Blackstone Private Credit Fund 8-K

Accession 0001213900-26-002556

CIK 0001803498operating

Filed

Jan 7, 7:00 PM ET

Accepted

Jan 8, 4:34 PM ET

Size

313.6 KB

Accession

0001213900-26-002556

Research Summary

AI-generated summary of this filing

Updated

Blackstone Private Credit Fund Issues $210M 5.94% Series 2026A Notes

What Happened

  • Blackstone Private Credit Fund announced it entered into a First Supplement to its Master Note Purchase Agreement and issued $210,000,000 aggregate principal amount of 5.94% Series 2026A Notes to qualified institutional investors in a private placement.
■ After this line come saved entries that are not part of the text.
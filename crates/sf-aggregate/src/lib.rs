//! Cross-tool result collection: dedup findings that share a `finding_id`,
//! tag correlated-but-distinct findings, and report the merged set in a
//! fixed deterministic order.

pub mod dedup;
pub mod sort;

pub use dedup::{deduplicate, tag_correlated};
pub use sort::sort_findings;

use sf_schema::UnifiedFinding;

/// The full `result_collection` pipeline: dedup, correlate, sort.
/// Idempotent — running it again on its own output is a no-op beyond the
/// (already-satisfied) correlation tags.
#[must_use]
pub fn aggregate(findings: Vec<UnifiedFinding>) -> Vec<UnifiedFinding> {
    let mut findings = deduplicate(findings);
    tag_correlated(&mut findings);
    sort_findings(&mut findings);
    findings
}

#[cfg(test)]
mod tests {
    use super::*;
    use sf_core::types::{FindingId, ScanId};
    use sf_schema::finding::{Confidence, Description, FindingMetadata, Location, Severity, SourceToolRef, VerificationStatus, VulnerabilityType};
    use sf_schema::severity::{Exploitability, SeverityLevel};
    use std::collections::BTreeSet;

    fn finding(finding_id: &str, confidence: u8, tool_id: &str, file_path: &str, line_start: u32) -> UnifiedFinding {
        UnifiedFinding {
            finding_id: FindingId::new(finding_id),
            scan_session_id: ScanId::new("scan-1"),
            vulnerability_type: VulnerabilityType {
                name: "sql-injection".into(),
                cwe_id: Some(89),
                owasp_category: None,
            },
            location: Location {
                file_path: file_path.into(),
                line_start,
                ..Default::default()
            },
            severity: Severity {
                level: SeverityLevel::High,
                cvss: None,
                exploitability: Exploitability::Unknown,
            },
            confidence: Confidence::new(confidence, "test"),
            source_tool: vec![SourceToolRef {
                tool_id: tool_id.into(),
                rule_id: "r1".into(),
                native_severity: "high".into(),
                raw_output: serde_json::json!({"tool": tool_id}),
            }],
            description: Description::default(),
            metadata: FindingMetadata {
                detected_at: chrono::Utc::now(),
                language: None,
                tags: BTreeSet::new(),
                references: vec![],
            },
            verification_status: VerificationStatus::Pending,
        }
    }

    #[test]
    fn two_tools_reporting_the_same_sql_injection_collapse_into_one_finding() {
        let semgrep = finding("f1", 60, "semgrep", "app/db.py", 42);
        let codeql = finding("f1", 85, "codeql", "app/db.py", 42);
        let result = aggregate(vec![semgrep, codeql]);
        assert_eq!(result.len(), 1);
        assert_eq!(result[0].confidence.score, 85);
        let tool_ids: BTreeSet<_> = result[0].source_tool.iter().map(|s| s.tool_id.clone()).collect();
        assert_eq!(tool_ids, BTreeSet::from(["semgrep".to_string(), "codeql".to_string()]));
    }

    #[test]
    fn aggregation_is_idempotent_end_to_end() {
        let findings = vec![
            finding("f1", 60, "semgrep", "app/db.py", 42),
            finding("f1", 85, "codeql", "app/db.py", 42),
            finding("f2", 70, "trivy", "app/other.py", 10),
        ];
        let once = aggregate(findings);
        let twice = aggregate(once.clone());
        assert_eq!(once.len(), twice.len());
        for (a, b) in once.iter().zip(twice.iter()) {
            assert_eq!(a.finding_id, b.finding_id);
            assert_eq!(a.source_tool.len(), b.source_tool.len());
            assert_eq!(a.metadata.tags, b.metadata.tags);
        }
    }
}
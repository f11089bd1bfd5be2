//! One node's execution, per spec §4.5's eight node kinds.
//!
//! A node never retains state of its own between attempts — everything a
//! re-entry needs (cursor, findings so far, selected tools) lives in
//! `WorkflowState` and survives a checkpoint/resume unchanged. Scan nodes
//! delegate retry/backoff to `sf_scheduler::Scheduler`; this module only
//! decides what counts as success, partial success, pause, or fatal failure
//! at the node level.

use std::collections::BTreeMap;
use std::sync::{Arc, Mutex};
use std::time::Duration;

use sf_adapter_api::{Adapter, AdapterError, CancellationToken};
use sf_core::types::ToolId;
use sf_scheduler::{BoxFuture, FailureClass, RetryPolicy, Scheduler, SchedulerConfig, SchedulerOutcomeError, Task};
use sf_schema::capability::CapabilityDescriptor;
use sf_schema::finding::UnifiedFinding;
use sf_schema::request::ScanRequest;
use sf_schema::severity::SeverityLevel;
use sf_schema::workflow::{NodeKind, WorkflowEvent, WorkflowState};

use crate::context::EngineContext;
use crate::error::EngineError;
use crate::events::EventEmitter;
use crate::request::{build_execution_context, build_scan_request};

/// Key under `WorkflowState.context` a resumed `human_review` node checks
/// for. Set by `Engine::resume` before re-entering the node; absent means
/// the workflow hasn't been annotated yet.
pub const HUMAN_REVIEW_ANNOTATION_KEY: &str = "human_review_annotation";

#[derive(Debug)]
pub enum NodeOutcome {
    Succeeded,
    /// `human_review` with no annotation yet on file.
    Paused,
    Canceled,
    Failed(EngineError),
}

fn classify(error: &AdapterError) -> FailureClass {
    match error {
        AdapterError::Timeout { .. } => FailureClass::Timeout,
        AdapterError::ExecutionFailed { exit_code, .. } => FailureClass::ExecutionFailed { exit_code: *exit_code },
        AdapterError::ParseError(_) => FailureClass::ParseError,
        AdapterError::Canceled => FailureClass::Canceled,
        // `ToolMissing` has no dedicated scheduler failure class: both it and
        // `InvalidInput` are deterministic, always-fatal, never-retried
        // outcomes, so they share the non-retryable class here. The adapter's
        // own error text (captured in `ScanTask::diagnostics`) still
        // distinguishes them in the node's diagnostic string.
        AdapterError::ToolMissing(_) | AdapterError::InvalidInput { .. } => FailureClass::InvalidInput,
    }
}

struct ScanTask {
    adapter: Arc<dyn Adapter>,
    request: ScanRequest,
    descriptor: CapabilityDescriptor,
    node_budget: Duration,
    tool_id: ToolId,
    diagnostics: Arc<Mutex<BTreeMap<ToolId, String>>>,
}

impl Task<Vec<UnifiedFinding>> for ScanTask {
    fn attempt(&self, cancellation: CancellationToken) -> BoxFuture<Result<Vec<UnifiedFinding>, FailureClass>> {
        let adapter = Arc::clone(&self.adapter);
        let request = self.request.clone();
        let exec_ctx = build_execution_context(&request, &self.descriptor, self.node_budget, cancellation);
        let diagnostics = Arc::clone(&self.diagnostics);
        let tool_id = self.tool_id.clone();
        Box::pin(async move {
            let on_event = |_event: sf_adapter_api::AdapterEvent| {};
            match adapter.run(&request, &exec_ctx, &on_event).await {
                Ok(findings) => Ok(findings),
                Err(err) => {
                    diagnostics
                        .lock()
                        .expect("scan task diagnostics lock poisoned")
                        .insert(tool_id, err.to_string());
                    Err(classify(&err))
                }
            }
        })
    }
}
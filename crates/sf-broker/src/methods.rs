//! Request/result payload shapes for the five broker methods, and the
//! textual scan response schema `tools/call` embeds in its `content`.

use serde::{Deserialize, Serialize};
use serde_json::Value;

use sf_schema::capability::CapabilityDescriptor;

#[derive(Debug, Clone, Deserialize)]
#[serde(rename_all = "camelCase")]
pub struct InitializeParams {
    #[serde(default)]
    pub protocol_version: Option<String>,
    #[serde(default)]
    pub capabilities: Option<Value>,
    #[serde(default)]
    pub client_info: Option<ClientInfo>,
}

#[derive(Debug, Clone, Deserialize, Serialize)]
#[serde(rename_all = "camelCase")]
pub struct ClientInfo {
    pub name: String,
    #[serde(default)]
    pub version: Option<String>,
}

#[derive(Debug, Clone, Serialize)]
#[serde(rename_all = "camelCase")]
pub struct ServerInfo {
    pub name: String,
    pub version: String,
}

#[derive(Debug, Clone, Serialize)]
#[serde(rename_all = "camelCase")]
pub struct ServerCapabilities {
    pub tools: bool,
    pub resources: bool,
}

#[derive(Debug, Clone, Serialize)]
#[serde(rename_all = "camelCase")]
pub struct InitializeResult {
    pub server_info: ServerInfo,
    pub capabilities: ServerCapabilities,
}

#[derive(Debug, Clone, Serialize)]
#[serde(rename_all = "camelCase")]
pub struct ToolSummary {
    pub name: String,
    pub description: String,
    pub input_schema: Value,
    pub category: String,
    pub available: bool,
    pub capability: CapabilityDescriptor,
}

#[derive(Debug, Clone, Serialize)]
#[serde(rename_all = "camelCase")]
pub struct ToolsListResult {
    pub tools: Vec<ToolSummary>,
}

#[derive(Debug, Clone, Deserialize)]
#[serde(rename_all = "camelCase")]
pub struct ToolsCallParams {
    pub name: String,
    #[serde(default)]
    pub arguments: Value,
}

#[derive(Debug, Clone, Serialize)]
pub struct ContentBlock {
    #[serde(rename = "type")]
    pub kind: String,
    pub text: String,
}

impl ContentBlock {
    #[must_use]
    pub fn text(text: String) -> Self {
        Self {
            kind: "text".to_string(),
            text,
        }
    }
}

#[derive(Debug, Clone, Serialize)]
pub struct ToolsCallResult {
    pub content: Vec<ContentBlock>,
}

#[derive(Debug, Clone, Serialize)]
pub struct ResourceSummary {
    pub uri: String,
    pub name: String,
    pub description: String,
}

#[derive(Debug, Clone, Serialize)]
pub struct ResourcesListResult {
    pub resources: Vec<ResourceSummary>,
}

#[derive(Debug, Clone, Deserialize)]
pub struct ResourcesReadParams {
    pub uri: String,
}

#[derive(Debug, Clone, Serialize)]
#[serde(rename_all = "camelCase")]
pub struct ResourceContents {
    pub uri: String,
    pub mime_type: String,
    pub text: String,
}

#[derive(Debug, Clone, Serialize)]
pub struct ResourcesReadResult {
    pub contents: Vec<ResourceContents>,
}

/// `{success, tool_name, execution_time_seconds, findings, diagnostics,
/// error?}`, serialized into `content[0].text` of a `tools/call` result.
#[derive(Debug, Clone, Serialize)]
pub struct ScanResponse {
    pub success: bool,
    pub tool_name: String,
    pub execution_time_seconds: f64,
    pub findings: Vec<sf_schema::finding::UnifiedFinding>,
    pub diagnostics: ScanDiagnostics,
    #[serde(skip_serializing_if = "Option::is_none")]
    pub error: Option<ScanError>,
}

#[derive(Debug, Clone, Default, Serialize)]
pub struct ScanDiagnostics {
    #[serde(skip_serializing_if = "Option::is_none")]
    pub command_hash: Option<String>,
    #[serde(skip_serializing_if = "Option::is_none")]
    pub exit_code: Option<i32>,
    #[serde(skip_serializing_if = "Option::is_none")]
    pub stderr_tail: Option<String>,
}

#[derive(Debug, Clone, Serialize)]
pub struct ScanError {
    pub kind: String,
    pub message: String,
}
The Notes were issued on January 8, 2026 and mature on January 8, 2032 unless redeemed, purchased or prepaid earlier. Interest is payable semiannually.

Key Details

  • Principal amount: $210,000,000 of Series 2026A Notes; stated interest rate: 5.94% per year.
  • Maturity: January 8, 2032; interest paid semiannually.
  • Credit protection: Notes are general unsecured obligations of the Fund and rank pari passu with all other unsecured, unsubordinated indebtedness of the Fund.
  • Triggered interest step-up: if a "Below Investment Grade Event" occurs, the interest rate increases to a fixed 6.94% per year from the event date until it is no longer continuing.
  • Other terms: Note Purchase Agreement includes customary covenants (e.g., maintain BDC status and a minimum asset coverage ratio), events of default and change-of-control repayment provisions. Notes were offered under Section 4(a)(2) of the Securities Act and are unregistered.

Why It Matters

  • This issuance provides the Fund with $210M of capital for general corporate purposes, affecting its debt profile and liquidity. The notes are unsecured and rank equally with other unsecured debt, so they increase the Fund’s senior unsecured obligations.
  • The below-investment-grade interest premium (6.94%) and covenants such as maintaining BDC status and an asset coverage ratio are investor protections and cost-of-capital considerations that could affect the Fund’s financing costs if credit conditions deteriorate.
  • Because the notes were sold in a private placement and are unregistered, resale by holders is restricted absent registration or an applicable exemption.